Stored data entries:

use std::collections::btree_map::Values;
use std::collections::BTreeMap;
use std::fmt::Display;
use std::path::Path;

use tracing::{debug, info};

use crate::annotations::{AnnotationItem, Onset};
use crate::parser;
use crate::{HpoError, HpoResult, HpoTermId};

/// A unique identifier for a disease, the OMIM MIM number
#[derive(Clone, Copy, Default, Debug, Hash, PartialEq, PartialOrd, Eq, Ord)]
pub struct DiseaseId {
    inner: u32,
}

impl DiseaseId {
    /// Returns the integer representation of the id
    pub fn as_u32(&self) -> u32 {
        self.inner
    }
}

impl TryFrom<&str> for DiseaseId {
    type Error = HpoError;
    /// Parses `OMIM:123456`, `MIM:123456` or `123456`
    fn try_from(value: &str) -> Result<Self, Self::Error> {
        let value = value
            .strip_prefix("OMIM:")
            .or_else(|| value.strip_prefix("MIM:"))
            .unwrap_or(value);
        Ok(DiseaseId {
            inner: value.trim().parse::<u32>()?,
        })
    }
}

impl From<u32> for DiseaseId {
    fn from(inner: u32) -> Self {
        DiseaseId { inner }
    }
}

impl Display for DiseaseId {
    fn fmt(&self, f: &mut std::fmt::Formatter<'_>) -> std::fmt::Result {
        write!(f, "OMIM:{:06}", self.inner)
    }
}

/// A single disease with its phenotype annotations and disease genes
///
/// # Examples
///
/// ```
/// use nosology::annotations::{AnnotationItem, DiseaseAnnotation, Onset};
///
/// let mut disease = DiseaseAnnotation::new(100800u32.into(), "Achondroplasia");
/// disease.add_gene("FGFR3");
/// disease.add_item(AnnotationItem::new(4322u32.into(), false, Onset::Congenital));
/// disease.add_item(AnnotationItem::new(1250u32.into(), true, Onset::Unknown));
///
/// assert!(disease.has_gene("FGFR3"));
/// assert!(!disease.has_gene("fgfr3"));
/// assert_eq!(disease.positive_annotations().count(), 1);
/// assert_eq!(disease.negative_annotations().count(), 1);
/// assert_eq!(disease.to_string(), "OMIM:100800 Achondroplasia [FGFR3]");
/// ```
#[derive(Default, Debug, Clone)]
pub struct DiseaseAnnotation {
    id: DiseaseId,
    name: String,
    genes: Vec<String>,
    items: Vec<AnnotationItem>,
}

impl DiseaseAnnotation {
    /// Initializes a new disease without annotations or genes
    pub fn new(id: DiseaseId, name: &str) -> DiseaseAnnotation {
        DiseaseAnnotation {
            id,
            name: name.to_string(),
            genes: Vec::new(),
            items: Vec::new(),
        }
    }

    /// The unique [`DiseaseId`] of the disease
    pub fn id(&self) -> DiseaseId {
        self.id
    }

    /// The disease name
    pub fn name(&self) -> &str {
        &self.name
    }

    /// The symbols of the germline disease genes
    pub fn genes(&self) -> &[String] {
        &self.genes
    }

    /// Returns `true` if `symbol` is one of the disease genes
    ///
    /// Symbols are compared exactly, without any normalization
    pub fn has_gene(&self, symbol: &str) -> bool {
        self.genes.iter().any(|gene| gene == symbol)
    }

    /// Adds a disease gene and returns `true` if it was not present before
    pub fn add_gene(&mut self, symbol: &str) -> bool {
        if self.has_gene(symbol) {
            false
        } else {
            self.genes.push(symbol.to_string());
            true
        }
    }

    /// All positive and negative annotations in their original order
    pub fn items(&self) -> &[AnnotationItem] {
        &self.items
    }

    /// Adds another annotation
    pub fn add_item(&mut self, item: AnnotationItem) {
        self.items.push(item);
    }

    /// Terms the disease is annotated to
    pub fn positive_annotations(&self) -> impl Iterator<Item = HpoTermId> + '_ {
        self.items
            .iter()
            .filter(|item| !item.is_negated())
            .map(AnnotationItem::term)
    }

    /// Terms that are explicitly excluded for the disease
    pub fn negative_annotations(&self) -> impl Iterator<Item = HpoTermId> + '_ {
        self.items
            .iter()
            .filter(|item| item.is_negated())
            .map(AnnotationItem::term)
    }

    /// Terms with neonatal onset
    pub fn neonatal_annotations(&self) -> impl Iterator<Item = HpoTermId> + '_ {
        self.annotations_with_onset(Onset::Neonatal)
    }

    /// Terms with congenital onset
    pub fn congenital_annotations(&self) -> impl Iterator<Item = HpoTermId> + '_ {
        self.annotations_with_onset(Onset::Congenital)
    }

    /// Returns `true` if the disease has at least one annotation
    pub fn is_valid(&self) -> bool {
        !self.items.is_empty()
    }

    fn annotations_with_onset(&self, onset: Onset) -> impl Iterator<Item = HpoTermId> + '_ {
        self.items
            .iter()
            .filter(move |item| item.onset() == onset)
            .map(AnnotationItem::term)
    }
}

impl PartialEq for DiseaseAnnotation {
    fn eq(&self, other: &DiseaseAnnotation) -> bool {
        self.id == other.id
    }
}

impl Eq for DiseaseAnnotation {}

impl Display for DiseaseAnnotation {
    fn fmt(&self, f: &mut std::fmt::Formatter<'_>) -> std::fmt::Result {
        let genes = if self.genes.is_empty() {
            String::from("-")
        } else {
            self.genes.join(",")
        };
        write!(f, "{} {} [{}]", self.id, self.name, genes)
    }
}

/// All diseases that are classified, ordered by [`DiseaseId`]
#[derive(Default, Debug)]
pub struct Diseases {
    inner: BTreeMap<DiseaseId, DiseaseAnnotation>,
}

impl Diseases {
    /// Constructs a new, empty collection
    pub fn new() -> Self {
        Self::default()
    }

    /// Loads all diseases from the standard folder layout
    ///
    /// Annotations are read from [`crate::ANNOTATION_DIRNAME`]. If the
    /// folder also contains the [`crate::MORBIDMAP_FILENAME`], disease genes
    /// are added from it.
    ///
    /// # Errors
    ///
    /// See [`parser::annotation::load_diseases`] and
    /// [`parser::morbidmap::add_disease_genes`]
    pub fn from_standard<P: AsRef<Path>>(folder: P) -> HpoResult<Self> {
        let folder = folder.as_ref();
        let mut diseases =
            parser::annotation::load_diseases(folder.join(crate::ANNOTATION_DIRNAME))?;

        let morbidmap = folder.join(crate::MORBIDMAP_FILENAME);
        if morbidmap.is_file() {
            let n = parser::morbidmap::add_disease_genes(morbidmap, &mut diseases)?;
            info!("Added disease genes to {n} diseases");
        } else {
            debug!("No morbid map present, diseases have no genes");
        }
        Ok(diseases)
    }

    /// Adds a disease and returns the previous disease with the same id, if any
    pub fn insert(&mut self, disease: DiseaseAnnotation) -> Option<DiseaseAnnotation> {
        self.inner.insert(disease.id(), disease)
    }

    /// Returns the disease with the given id
    pub fn get(&self, id: &DiseaseId) -> Option<&DiseaseAnnotation> {
        self.inner.get(id)
    }

    /// Returns a mutable reference to the disease with the given id
    pub fn get_mut(&mut self, id: &DiseaseId) -> Option<&mut DiseaseAnnotation> {
        self.inner.get_mut(id)
    }

    /// Returns the number of diseases
    pub fn len(&self) -> usize {
        self.inner.len()
    }

    /// Returns `true` if the collection does not contain any disease
    pub fn is_empty(&self) -> bool {
        self.inner.is_empty()
    }

    /// Iterates all diseases, ordered by id
    pub fn iter(&self) -> Values<'_, DiseaseId, DiseaseAnnotation> {
        self.inner.values()
    }
}

impl<'a> IntoIterator for &'a Diseases {
    type Item = &'a DiseaseAnnotation;
    type IntoIter = Values<'a, DiseaseId, DiseaseAnnotation>;

    fn into_iter(self) -> Self::IntoIter {
        self.iter()
    }
}

impl FromIterator<DiseaseAnnotation> for Diseases {
    fn from_iter<T: IntoIterator<Item = DiseaseAnnotation>>(iter: T) -> Self {
        let mut diseases = Diseases::new();
        for disease in iter {
            diseases.insert(disease);
        }
        diseases
    }
}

» What the task requires:
Pick out every line above that holds the word "number" and copy it.

» Response to this task:
/// A unique identifier for a disease, the OMIM MIM number
    /// Returns the number of diseases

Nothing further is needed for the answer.